— Extracted material —
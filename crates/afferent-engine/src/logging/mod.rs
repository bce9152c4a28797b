//! Logger bootstrap.
//!
//! The library only speaks the `log` facade. Hosts that embed the C ABI call
//! `afferent_init_logging` once to get the `env_logger` backend.

mod init;

pub use init::{init_logging, LoggingConfig, LOG_ENV};
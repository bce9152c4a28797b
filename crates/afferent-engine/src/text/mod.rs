//! Fonts, glyph cache and text geometry.
//!
//! Glyphs are rasterized on demand with fontdue into a per-font atlas. Text
//! geometry is produced on the CPU in NDC; the renderer only uploads it.

mod font;
mod glyph_cache;
mod mesh;

pub use font::{Font, FontMetrics};
pub use glyph_cache::{GlyphAtlas, GlyphCache, GlyphInfo, GlyphRasterizer, RasterizedGlyph};
pub use mesh::{generate_vertices, measure, Affine, TextMesh, TextPlacement, TextVertex};
//! Text drawing through a font's glyph atlas.

use crate::error::{AfferentError, Result};
use crate::text::{Affine, Font, TextPlacement};

use super::pipeline::DrawMode;
use super::pool::BufferKind;
use super::renderer::Renderer;

impl Renderer {
    /// Draws `text` with its baseline origin at `(x, y)` drawable pixels.
    ///
    /// Glyphs are cached on demand; the changed atlas rows are uploaded
    /// before the draw. Glyphs that cannot be cached are skipped.
    pub fn draw_text(
        &mut self,
        font: &mut Font,
        text: &str,
        x: f32,
        y: f32,
        color: [f32; 4],
        transform: Option<Affine>,
    ) -> Result<()> {
        if !self.accepts_draw("draw_text") {
            return Ok(());
        }
        if text.is_empty() {
            return Ok(());
        }

        let (screen_width, screen_height) = self.screen;
        let mesh = font.generate_vertices(
            text,
            &TextPlacement {
                x,
                y,
                color,
                screen_width,
                screen_height,
                transform,
            },
        );

        self.sync_atlas(font)?;
        if mesh.is_empty() {
            return Ok(());
        }

        let (Some(vertices), Some(indices)) = (
            self.upload(BufferKind::TextVertex, bytemuck::cast_slice(&mesh.vertices)),
            self.upload(BufferKind::TextIndex, bytemuck::cast_slice(&mesh.indices)),
        ) else {
            return Ok(());
        };
        let vertex_len = std::mem::size_of_val(mesh.vertices.as_slice()) as u64;
        let index_len = std::mem::size_of_val(mesh.indices.as_slice()) as u64;
        let index_count = mesh.indices.len() as u32;

        let Some(atlas) = font.gpu_atlas.as_ref() else { return Ok(()) };
        self.record(DrawMode::Text, |pass| {
            pass.set_bind_group(0, &atlas.bind_group, &[]);
            pass.set_vertex_buffer(0, vertices.slice(..vertex_len));
            pass.set_index_buffer(indices.slice(..index_len), wgpu::IndexFormat::Uint32);
            pass.draw_indexed(0..index_count, 0, 0..1);
        });
        Ok(())
    }

    /// Creates the atlas texture on first use and uploads dirty rows.
    fn sync_atlas(&self, font: &mut Font) -> Result<()> {
        if font.gpu_atlas.is_none() {
            let atlas = font.glyph_cache().atlas();
            let (width, height) = (atlas.width(), atlas.height());
            let max = self.gpu.device().limits().max_texture_dimension_2d;
            if width > max || height > max {
                return Err(AfferentError::Text(format!(
                    "glyph atlas {width}x{height} exceeds the device limit of {max}"
                )));
            }
            font.gpu_atlas = Some(self.create_texture(
                "afferent glyph atlas",
                width,
                height,
                wgpu::TextureFormat::R8Unorm,
            ));
            font.glyph_cache_mut().atlas_mut().mark_all_dirty();
        }

        let Some(rows) = font.glyph_cache_mut().atlas_mut().take_dirty_rows() else {
            return Ok(());
        };
        if let Some(gpu) = font.gpu_atlas.as_ref() {
            log::trace!("uploading atlas rows {rows:?}");
            self.write_rows(&gpu.texture, font.glyph_cache().atlas().pixels(), 1, rows);
        }
        Ok(())
    }
}
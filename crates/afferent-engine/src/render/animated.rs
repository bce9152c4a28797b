//! Upload-once draws animated entirely on the GPU.
//!
//! Instance parameters are uploaded into persistent buffers; each frame only
//! a time value (plus canvas size) crosses to the GPU.

use wgpu::util::DeviceExt;

use crate::float_buffer::FloatBuffer;

use super::layout::{self, AnimationUniforms, OrbitalUniforms, ANIMATED_FLOATS, ORBITAL_FLOATS};
use super::pipeline::DrawMode;
use super::renderer::Renderer;

/// Instances living on the GPU until replaced.
pub(crate) struct PersistentInstances {
    buffer: wgpu::Buffer,
    count: u32,
}

/// Persistent buffers of the animated and orbital paths.
#[derive(Default)]
pub(crate) struct AnimatedBuffers {
    rects: Option<PersistentInstances>,
    triangles: Option<PersistentInstances>,
    circles: Option<PersistentInstances>,
    orbital: Option<PersistentInstances>,
    orbital_center: [f32; 2],
}

impl AnimatedBuffers {
    fn slot(&mut self, mode: DrawMode) -> Option<&mut Option<PersistentInstances>> {
        match mode {
            DrawMode::AnimatedRect => Some(&mut self.rects),
            DrawMode::AnimatedTriangle => Some(&mut self.triangles),
            DrawMode::AnimatedCircle => Some(&mut self.circles),
            DrawMode::Orbital => Some(&mut self.orbital),
            _ => None,
        }
    }

    fn get(&self, mode: DrawMode) -> Option<&PersistentInstances> {
        match mode {
            DrawMode::AnimatedRect => self.rects.as_ref(),
            DrawMode::AnimatedTriangle => self.triangles.as_ref(),
            DrawMode::AnimatedCircle => self.circles.as_ref(),
            DrawMode::Orbital => self.orbital.as_ref(),
            _ => None,
        }
    }
}

impl Renderer {
    /// Stores `count` 6-float rect records for [`draw_animated_rects`](Self::draw_animated_rects).
    ///
    /// Replaces anything uploaded before. Malformed input leaves the
    /// previous upload untouched.
    pub fn upload_animated_rects(&mut self, data: &[f32], count: u32) {
        self.upload_persistent(DrawMode::AnimatedRect, data, count, ANIMATED_FLOATS);
    }

    pub fn upload_animated_triangles(&mut self, data: &[f32], count: u32) {
        self.upload_persistent(DrawMode::AnimatedTriangle, data, count, ANIMATED_FLOATS);
    }

    pub fn upload_animated_circles(&mut self, data: &[f32], count: u32) {
        self.upload_persistent(DrawMode::AnimatedCircle, data, count, ANIMATED_FLOATS);
    }

    pub fn upload_animated_rects_buffer(&mut self, data: &FloatBuffer, count: u32) {
        self.upload_animated_rects(data.as_slice(), count);
    }

    pub fn upload_animated_triangles_buffer(&mut self, data: &FloatBuffer, count: u32) {
        self.upload_animated_triangles(data.as_slice(), count);
    }

    pub fn upload_animated_circles_buffer(&mut self, data: &FloatBuffer, count: u32) {
        self.upload_animated_circles(data.as_slice(), count);
    }

    /// Stores orbital particles circling `(center_x, center_y)` in pixels.
    pub fn upload_orbital(&mut self, data: &[f32], count: u32, center_x: f32, center_y: f32) {
        if self.upload_persistent(DrawMode::Orbital, data, count, ORBITAL_FLOATS) {
            self.animated.orbital_center = [center_x, center_y];
        }
    }

    pub fn upload_orbital_buffer(
        &mut self,
        data: &FloatBuffer,
        count: u32,
        center_x: f32,
        center_y: f32,
    ) {
        self.upload_orbital(data.as_slice(), count, center_x, center_y);
    }

    pub fn draw_animated_rects(&mut self, time: f32) {
        self.draw_animated(DrawMode::AnimatedRect, time);
    }

    pub fn draw_animated_triangles(&mut self, time: f32) {
        self.draw_animated(DrawMode::AnimatedTriangle, time);
    }

    pub fn draw_animated_circles(&mut self, time: f32) {
        self.draw_animated(DrawMode::AnimatedCircle, time);
    }

    /// Draws the uploaded orbital particles; `radius_wobble` scales the
    /// per-particle radius oscillation.
    pub fn draw_orbital(&mut self, time: f32, radius_wobble: f32) {
        if !self.accepts_draw("draw_orbital") {
            return;
        }
        let Some(count) = self.animated.get(DrawMode::Orbital).map(|p| p.count) else { return };

        let (canvas_width, canvas_height) = self.screen;
        let [center_x, center_y] = self.animated.orbital_center;
        let Some(uniforms) = self.uniform_bind_group(&OrbitalUniforms {
            time,
            center_x,
            center_y,
            canvas_width,
            canvas_height,
            radius_wobble,
            _pad: [0.0; 2],
        }) else {
            return;
        };
        self.draw_persistent(DrawMode::Orbital, &uniforms, count);
    }

    fn draw_animated(&mut self, mode: DrawMode, time: f32) {
        if !self.accepts_draw("animated draw") {
            return;
        }
        let Some(count) = self.animated.get(mode).map(|p| p.count) else { return };

        let (canvas_width, canvas_height) = self.screen;
        let Some(uniforms) = self.uniform_bind_group(&AnimationUniforms {
            time,
            canvas_width,
            canvas_height,
            _pad: 0.0,
        }) else {
            return;
        };
        self.draw_persistent(mode, &uniforms, count);
    }

    fn draw_persistent(&mut self, mode: DrawMode, uniforms: &wgpu::BindGroup, count: u32) {
        let verts = if mode == DrawMode::AnimatedTriangle { 3 } else { 6 };
        let Some(instances) = self.animated.get(mode) else { return };
        let Some(frame) = self.frame.as_mut() else { return };
        frame.pass.set_pipeline(self.pipelines.get(mode, frame.msaa));
        frame.pass.set_bind_group(0, uniforms, &[]);
        frame.pass.set_vertex_buffer(0, instances.buffer.slice(..));
        frame.pass.draw(0..verts, 0..count);
    }

    /// Returns whether the upload was accepted.
    fn upload_persistent(
        &mut self,
        mode: DrawMode,
        data: &[f32],
        count: u32,
        stride: usize,
    ) -> bool {
        let Some(bytes) = layout::instance_bytes(data, count, stride) else { return false };
        if !self.buffer_fits(bytes.len() as u64, "persistent instance upload") {
            return false;
        }
        let buffer = self
            .gpu
            .device()
            .create_buffer_init(&wgpu::util::BufferInitDescriptor {
                label: Some("afferent persistent instances"),
                contents: bytes,
                usage: wgpu::BufferUsages::VERTEX,
            });
        let Some(slot) = self.animated.slot(mode) else { return false };
        *slot = Some(PersistentInstances { buffer, count });
        log::debug!("uploaded {count} persistent {mode:?} instances");
        true
    }
}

— Exercise goal —
Retype exactly the lines above, from the one with "pub fn upload_animated_rects(&mut" through the one with "pub fn upload_animated_triangles_buffer(&mut", inclusive.

— Your response —
    pub fn upload_animated_rects(&mut self, data: &[f32], count: u32) {
        self.upload_persistent(DrawMode::AnimatedRect, data, count, ANIMATED_FLOATS);
    }

    pub fn upload_animated_triangles(&mut self, data: &[f32], count: u32) {
        self.upload_persistent(DrawMode::AnimatedTriangle, data, count, ANIMATED_FLOATS);
    }

    pub fn upload_animated_circles(&mut self, data: &[f32], count: u32) {
        self.upload_persistent(DrawMode::AnimatedCircle, data, count, ANIMATED_FLOATS);
    }

    pub fn upload_animated_rects_buffer(&mut self, data: &FloatBuffer, count: u32) {
        self.upload_animated_rects(data.as_slice(), count);
    }

    pub fn upload_animated_triangles_buffer(&mut self, data: &FloatBuffer, count: u32) {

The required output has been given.